Nomi e cognomi sono uguali a quelli di 60 anni fa: ci sono i Genovese, ci sono i Gambino, i ferocissimi Lucchese e gli immancabili Bonanno. Sono le cinque famiglie di Cosa nostra che si spartivano New York già negli anni Cinquanta. Un impero criminale che non si è mai concluso dato che gli stessi clan sono stati nuovamente colpiti dall’ultima operazione antimafia del Fbi negli Stati Uniti d’America.

Quasi 50 uomini d’onore, infatti, sono stati arrestati nel corso di una operazione condotta nelle ultime ore a New York dal Bureau: sono tutti affiliati alle famiglie Genovese, Gambino, Lucchese e Bonanno.

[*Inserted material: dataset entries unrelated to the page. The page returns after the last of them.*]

//! Placeholder resolvers, selected by the type of a template variable.

use super::placeholder::{Choice, ChoiceKey, Evaluation, Placeholder};
use crate::catalog::{Symbol, SymbolCatalog, SymbolId, SymbolOrigin, arrange};
use crate::config::TemplateConfig;
use crate::naming::suggest_variable_names;
use crate::types::{erasure_fqn, parse_type_or_object, simple_name};
use naviscope_api::models::{JAVA_LANG_OBJECT, TypeRef};
use std::collections::HashSet;

#[derive(Debug, Clone, PartialEq, Eq)]
pub(crate) enum Resolver {
    /// `arrayVar`, `array`
    Arrays,
    /// `iterableVar`, `iterable`: arrays and iterables
    Iterables,
    Collections,
    /// `var`, `localVar`, `field`: symbols assignable to one of `types`
    Variables {
        types: Vec<String>,
        origin: Option<SymbolOrigin>,
    },
    /// `elemType`, `array_type`, `iterable_type`
    ElementType { master: Option<String> },
    /// `newName`, `array_element`, `iterable_element`
    ElementName { source: Option<String> },
    /// `argType(master, index)`
    TypeArgument { master: Option<String>, index: usize },
    Index,
    Link(Vec<String>),
    Cursor,
    /// Untyped or unknown type: the variable name itself
    Name,
}

impl Resolver {
    pub(crate) fn for_variable(name: &str, type_name: Option<&str>, params: &[String]) -> Self {
        let first = || params.first().cloned();
        let first_or = |default: &str| Some(first().unwrap_or_else(|| default.to_string()));

        match type_name {
            Some("arrayVar" | "array") => Resolver::Arrays,
            Some("iterableVar" | "iterable") => Resolver::Iterables,
            Some("collection") => Resolver::Collections,
            Some("var") => Resolver::variables(params, None),
            Some("localVar") => Resolver::variables(params, Some(SymbolOrigin::Local)),
            Some("field") => Resolver::variables(params, Some(SymbolOrigin::Field)),
            Some("elemType") => Resolver::ElementType { master: first() },
            Some("array_type") => Resolver::ElementType {
                master: first_or("array"),
            },
            Some("iterable_type") => Resolver::ElementType {
                master: first_or("iterable"),
            },
            Some("newName") => Resolver::ElementName { source: first() },
            Some("array_element") => Resolver::ElementName {
                source: first_or("array"),
            },
            Some("iterable_element") => Resolver::ElementName {
                source: first_or("iterable"),
            },
            Some("argType") => {
                let index = match params.get(1) {
                    Some(text) => text.parse().unwrap_or_else(|_| {
                        tracing::debug!("argType index `{}` of {} is not a number", text, name);
                        0
                    }),
                    None => 0,
                };
                Resolver::TypeArgument {
                    master: first(),
                    index,
                }
            }
            Some("index") => Resolver::Index,
            Some("link") => Resolver::Link(params.to_vec()),
            Some("cursor") => Resolver::Cursor,
            Some(other) => {
                tracing::debug!("No resolver for type `{}` of {}", other, name);
                Resolver::Name
            }
            None => Resolver::Name,
        }
    }

    fn variables(params: &[String], origin: Option<SymbolOrigin>) -> Self {
        let types = if params.is_empty() {
            vec![JAVA_LANG_OBJECT.to_string()]
        } else {
            params.to_vec()
        };
        Resolver::Variables { types, origin }
    }

    /// Name of the placeholder this one is computed from.
    pub(crate) fn master(&self) -> Option<&str> {
        match self {
            Resolver::ElementType { master } | Resolver::TypeArgument { master, .. } => {
                master.as_deref()
            }
            Resolver::ElementName { source } => source.as_deref(),
            _ => None,
        }
    }

    /// Keyed resolvers compute one choice set per master candidate up front
    /// and follow the master by switching keys.
    pub(crate) fn is_keyed(&self) -> bool {
        matches!(
            self,
            Resolver::ElementType { .. } | Resolver::TypeArgument { .. }
        )
    }

    pub(crate) fn picks_symbols(&self) -> bool {
        matches!(
            self,
            Resolver::Arrays
                | Resolver::Iterables
                | Resolver::Collections
                | Resolver::Variables { .. }
        )
    }

    /// Whether the value is a name that later suggestions must avoid.
    pub(crate) fn claims_value(&self) -> bool {
        self.picks_symbols() || matches!(self, Resolver::ElementName { .. } | Resolver::Index)
    }

    pub(crate) fn needs_catalog(&self) -> bool {
        !matches!(
            self,
            Resolver::Link(_) | Resolver::Cursor | Resolver::Name
        )
    }

    pub(crate) fn evaluate(
        &self,
        name: &str,
        env: &ResolveEnv<'_>,
        master: Option<&Placeholder>,
    ) -> Evaluation {
        match self {
            Resolver::Link(values) if !values.is_empty() => {
                Evaluation::single(values.iter().map(Choice::text).collect())
            }
            Resolver::Cursor => Evaluation::Simple(String::new()),
            Resolver::Link(_) | Resolver::Name => Evaluation::Simple(name.to_string()),
            _ => match env.catalog {
                Some(catalog) => self.evaluate_in(name, catalog, env, master),
                None => self.fallback(name),
            },
        }
    }

    fn fallback(&self, name: &str) -> Evaluation {
        match self {
            Resolver::ElementType { .. } | Resolver::TypeArgument { .. } => {
                Evaluation::Simple(simple_name(JAVA_LANG_OBJECT).to_string())
            }
            _ => Evaluation::Simple(name.to_string()),
        }
    }

    fn evaluate_in(
        &self,
        name: &str,
        catalog: &SymbolCatalog,
        env: &ResolveEnv<'_>,
        master: Option<&Placeholder>,
    ) -> Evaluation {
        match self {
            Resolver::Arrays => pick(catalog.find_arrays(), env, name),
            Resolver::Iterables => pick(catalog.find_iterables(), env, name),
            Resolver::Collections => pick(catalog.find_collections(), env, name),
            Resolver::Variables { types, origin } => {
                let mut seen = HashSet::new();
                let mut symbols = Vec::new();
                if *origin != Some(SymbolOrigin::Field) {
                    for ty in types {
                        symbols.extend(catalog.find_locals(ty));
                    }
                }
                if *origin != Some(SymbolOrigin::Local) {
                    for ty in types {
                        symbols.extend(catalog.find_fields(ty));
                    }
                }
                symbols.retain(|s| seen.insert(s.id()));
                pick(symbols, env, name)
            }
            Resolver::ElementType { .. } => {
                let cx = catalog.context();
                keyed(catalog, master, |symbol| symbol.member_type_names(&cx))
                    .unwrap_or_else(|| self.fallback(name))
            }
            Resolver::TypeArgument { index, .. } => {
                let cx = catalog.context();
                keyed(catalog, master, |symbol| {
                    let own_type = erasure_fqn(symbol.declared_type());
                    symbol.type_argument_bound_names(&cx, &own_type, *index)
                })
                .unwrap_or_else(|| self.fallback(name))
            }
            Resolver::ElementName { source } => {
                let cx = catalog.context();
                let (key, ty) = match (master, source) {
                    (Some(master), _) => match master.anchor().and_then(|id| catalog.symbol(id)) {
                        Some(symbol) => (
                            ChoiceKey::Symbol(symbol.id()),
                            symbol.element_type(&cx).clone(),
                        ),
                        // A master still resolving (cycle) has no meaningful value yet
                        None if master.resolver.picks_symbols() || !master.is_resolved() => {
                            (ChoiceKey::Default, TypeRef::object())
                        }
                        None => (
                            ChoiceKey::Default,
                            parse_type_or_object(master.current_value()),
                        ),
                    },
                    (None, Some(type_text)) => (ChoiceKey::Default, parse_type_or_object(type_text)),
                    (None, None) => return Evaluation::Simple(name.to_string()),
                };
                let excludes = env.excludes(catalog);
                let names = suggest_variable_names(&ty, &excludes, &env.config.naming);
                if names.is_empty() {
                    return Evaluation::Simple(name.to_string());
                }
                Evaluation::Choices {
                    key,
                    sets: vec![(key, names.into_iter().map(Choice::text).collect())],
                }
            }
            Resolver::Index => {
                let excludes = env.excludes(catalog);
                let free = env
                    .config
                    .index_names
                    .iter()
                    .find(|n| !excludes.contains(&n.as_str()))
                    .cloned();
                let value = free.unwrap_or_else(|| {
                    let base = env.config.index_names.first().map_or("i", String::as_str);
                    (2..)
                        .map(|i| format!("{}{}", base, i))
                        .find(|n| !excludes.contains(&n.as_str()))
                        .unwrap_or_else(|| base.to_string())
                });
                Evaluation::Simple(value)
            }
            Resolver::Link(_) | Resolver::Cursor | Resolver::Name => {
                self.evaluate(name, env, master)
            }
        }
    }
}

/// Inputs shared by every resolver of one session.
#[derive(Clone, Copy)]
pub(crate) struct ResolveEnv<'a> {
    pub catalog: Option<&'a SymbolCatalog>,
    pub config: &'a TemplateConfig,
    /// Names claimed by the other placeholders.
    pub used: &'a HashSet<String>,
}

impl ResolveEnv<'_> {
    /// Names a suggestion must not produce: visible locals and used names.
    fn excludes<'c>(&'c self, catalog: &'c SymbolCatalog) -> Vec<&'c str> {
        let mut excludes = catalog.local_names();
        excludes.extend(self.used.iter().map(String::as_str));
        excludes
    }
}

fn pick(mut symbols: Vec<&Symbol>, env: &ResolveEnv<'_>, name: &str) -> Evaluation {
    if symbols.is_empty() {
        return Evaluation::Simple(name.to_string());
    }
    arrange(&mut symbols, env.used);
    Evaluation::single(
        symbols
            .iter()
            .map(|s| Choice::anchored(s.id(), s.name()))
            .collect(),
    )
}

/// One choice set per symbol the master may pick, keyed by the symbol.
fn keyed<F>(catalog: &SymbolCatalog, master: Option<&Placeholder>, names: F) -> Option<Evaluation>
where
    F: Fn(&Symbol) -> Vec<String>,
{
    let master = master?;
    let mut anchors: Vec<SymbolId> = Vec::new();
    for choice in master.multi_choice()?.choices() {
        if let Some(anchor) = choice.anchor {
            if !anchors.contains(&anchor) {
                anchors.push(anchor);
            }
        }
    }
    if anchors.is_empty() {
        return None;
    }

    let sets = anchors
        .into_iter()
        .filter_map(|id| catalog.symbol(id))
        .map(|symbol| {
            let choices = names(symbol).into_iter().map(Choice::text).collect();
            (ChoiceKey::Symbol(symbol.id()), choices)
        })
        .collect();
    Some(Evaluation::Choices {
        key: master.choice_key(),
        sets,
    })
}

A renderlo noto la stessa agenzia federale su Twitter.

L’operazione – si legge sui media americani – è scattata dopo indagini che sono durate anni, e ha interessato l’intera costa orientale degli Stati Uniti.
Fbi e polizia sono dunque entrati in azione non solo a New York ma anche a Newark, Boston, Miami e New Haven. Tra le persone fermate  anche esponenti della famiglia Columbo e John Gotti junior, il nipote ventitreenne dell’omonimo boss della famiglia Gambino: gli investigatori hanno trovato a casa sua centinaia di pasticche e più di 40.000 dollari in contanti. In manette è finito anche il boss di Filadelfia, Joseph Merlino, uomo d’onore in ascesa arrestato nella sua residenza estiva in Florida.

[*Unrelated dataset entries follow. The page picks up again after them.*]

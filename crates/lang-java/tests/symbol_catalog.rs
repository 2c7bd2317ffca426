mod common;

use common::{FailingCompletions, FixedCompletions, catalog, jdk, position};
use naviscope_api::models::{CompletionItem, CompletionKind, TypeRef};
use naviscope_java::TemplateConfig;
use naviscope_java::catalog::{ContainerKind, SymbolCatalog, SymbolOrigin, arrange};
use std::collections::HashSet;
use std::sync::Arc;

fn names<'a>(symbols: impl IntoIterator<Item = &'a naviscope_java::catalog::Symbol>) -> Vec<&'a str> {
    symbols.into_iter().map(|s| s.name()).collect()
}

#[test]
fn test_most_recent_locals_first() {
    let catalog = catalog(
        FixedCompletions::new()
            .local("first", "java.lang.String")
            .field("total", "java.lang.Integer")
            .local("second", "java.lang.String")
            .field("owner", "com.shop.User"),
    );

    assert_eq!(names(catalog.all()), vec!["second", "first", "owner", "total"]);
    assert_eq!(catalog.local_names(), vec!["second", "first"]);
    assert_eq!(catalog.field_names(), vec!["owner", "total"]);
    assert_eq!(catalog.find_by_name("owner").unwrap().origin(), SymbolOrigin::Field);
}

#[test]
fn test_other_completion_kinds_are_skipped() {
    let mut method = CompletionItem::local("size", "int");
    method.kind = CompletionKind::Other;
    let catalog = catalog(FixedCompletions::new().item(method).local("count", "int"));

    assert_eq!(names(catalog.all()), vec!["count"]);
    assert!(!catalog.has_errors());
}

#[test]
fn test_simple_names_are_qualified_against_the_enclosing_type() {
    let catalog = catalog(
        FixedCompletions::new()
            .local("orders", "List<Order>")
            .local("line", "Line"),
    );

    let orders = catalog.find_by_name("orders").unwrap();
    assert_eq!(
        orders.declared_type(),
        &TypeRef::generic("java.util.List", vec![TypeRef::id("com.shop.Order")])
    );
    let line = catalog.find_by_name("line").unwrap();
    assert_eq!(line.declared_type(), &TypeRef::id("com.shop.Shop.Line"));
}

#[test]
fn test_container_kinds() {
    let catalog = catalog(
        FixedCompletions::new()
            .local("counts", "int[]")
            .local("tags", "java.util.HashSet<String>")
            .local("bag", "NumberBag<Integer>")
            .local("order", "Order"),
    );
    let cx = catalog.context();

    let kind = |name: &str| catalog.find_by_name(name).unwrap().container_kind(&cx);
    assert_eq!(kind("counts"), ContainerKind::Array);
    assert_eq!(kind("tags"), ContainerKind::Collection);
    assert_eq!(kind("bag"), ContainerKind::Iterable);
    assert_eq!(kind("order"), ContainerKind::Plain);

    assert_eq!(names(catalog.find_arrays()), vec!["counts"]);
    assert_eq!(names(catalog.find_iterables()), vec!["bag", "tags", "counts"]);
    assert_eq!(names(catalog.find_collections()), vec!["tags"]);
}

#[test]
fn test_element_types() {
    let catalog = catalog(
        FixedCompletions::new()
            .local("counts", "int[]")
            .local("grid", "String[][]")
            .local("orders", "OrderList")
            .local("bag", "NumberBag")
            .field("lines", "java.util.List<Line>"),
    );
    let cx = catalog.context();
    let element = |name: &str| catalog.find_by_name(name).unwrap().member_type_names(&cx);

    assert_eq!(element("counts"), vec!["int"]);
    assert_eq!(element("grid"), vec!["String[]"]);
    assert_eq!(element("orders"), vec!["Order"]);
    assert_eq!(element("bag"), vec!["Number"]);
    // Types declared in the unit keep their enclosing type
    assert_eq!(element("lines"), vec!["Shop.Line"]);
}

#[test]
fn test_plain_symbol_iterates_object() {
    let catalog = catalog(FixedCompletions::new().local("order", "Order"));
    let cx = catalog.context();
    let order = catalog.find_by_name("order").unwrap();
    assert_eq!(order.element_type(&cx), &TypeRef::object());
}

#[test]
fn test_assignability_queries() {
    let catalog = catalog(
        FixedCompletions::new()
            .local("names", "String[]")
            .local("counts", "int[]")
            .local("orders", "java.util.ArrayList<Order>")
            .local("count", "java.lang.Integer")
            .field("label", "String"),
    );

    assert_eq!(names(catalog.find_locals("java.lang.Number")), vec!["count"]);
    assert_eq!(names(catalog.find_locals("Collection")), vec!["orders"]);
    assert_eq!(names(catalog.find_locals("java.lang.Object[]")), vec!["names"]);
    assert_eq!(names(catalog.find_locals("int[]")), vec!["counts"]);
    assert_eq!(names(catalog.find_fields("CharSequence")), vec!["label"]);

    // Every reference type, arrays included, is an Object
    let objects = catalog.find_locals("java.lang.Object");
    assert_eq!(names(objects), vec!["count", "orders", "counts", "names"]);
}

#[test]
fn test_type_argument_bounds_by_simple_name() {
    let catalog = catalog(FixedCompletions::new().field("registry", "Registry<String, Order>"));
    let cx = catalog.context();
    let registry = catalog.find_by_name("registry").unwrap();

    assert_eq!(
        registry.type_argument_bound_names(&cx, "Map", 0),
        vec!["String"]
    );
    assert_eq!(
        registry.type_argument_bound_names(&cx, "com.shop.Registry", 1),
        vec!["Order"]
    );
    // Not a supertype
    assert_eq!(
        registry.type_argument_bounds(&cx, "java.util.Set", 0),
        vec![TypeRef::object()]
    );
}

#[test]
fn test_arrange_moves_used_symbols_last() {
    let catalog = catalog(
        FixedCompletions::new()
            .local("a", "int[]")
            .local("b", "int[]")
            .local("c", "int[]"),
    );
    let mut symbols = catalog.find_arrays();
    let used: HashSet<String> = ["c".to_string()].into_iter().collect();
    arrange(&mut symbols, &used);
    assert_eq!(names(symbols), vec!["b", "a", "c"]);
}

#[test]
fn test_failing_completion_yields_empty_catalog() {
    common::init_tracing();
    let catalog = SymbolCatalog::collect(
        &FailingCompletions,
        Arc::new(jdk()),
        Arc::new(TemplateConfig::default()),
        &position(),
    );
    assert!(catalog.has_errors());
    assert!(catalog.is_empty());
    assert!(catalog.find_iterables().is_empty());
}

Tutti gli arrestati sono accusati di estorsione, usura, traffico d’armi, contrabbando, frode assicurativa sanitaria. Molti dei padrini finiti agli arresti erano conosciuti – e sono citati nel capo d’imputazione – con il loro soprannomi, come Nicholas “Nicky The Wig” (il parrucchino) Vuolo, Anthony “Tony The Cripple” (lo storpio) Deposit, John “Tugboat” (il rimorchiatore) Togino, Eugene “Rooster” (il gallo) O’Nofrio, John “Johnny Joe” Spirit and Pasquale “Patsy” Parrello.

Nella documentazione depositata in tribunale le autorità citano alcuni di intimidazione e minacce contro chi doveva soldi alle famiglie o tentava di scavalcarle. In un’occasione un homeless è stato picchiato perché disturbava i clienti del ristorante di Pasquale Parrello, accusato di aver ordinato ai suoi uomini di ”spezzargli le ginocchia”. Lo stesso Parrello è accusato insieme a Israel Torres di tentato di vendicare Anthony Vazzano, accoltellato al collo. Mark Maiuzzo è invece accusato di aver dato fuoco a un’auto parcheggiata fuori a un club per scommesse, con l’ordine ricevuto da Anthony Zinzi che puntava a intimidire il club che faceva concorrenza con le scommesse illegali gestita da Cosa Nostra.  Fra le accuse anche frode alle assicurazioni mediche. Ai medici venivano fatte prescrivere “eccessive e non necessarie ricette”, i conti venivano poi inviati alle assicurazioni per ricevere i rimborsi, che si andavano a sommare alle tangenti.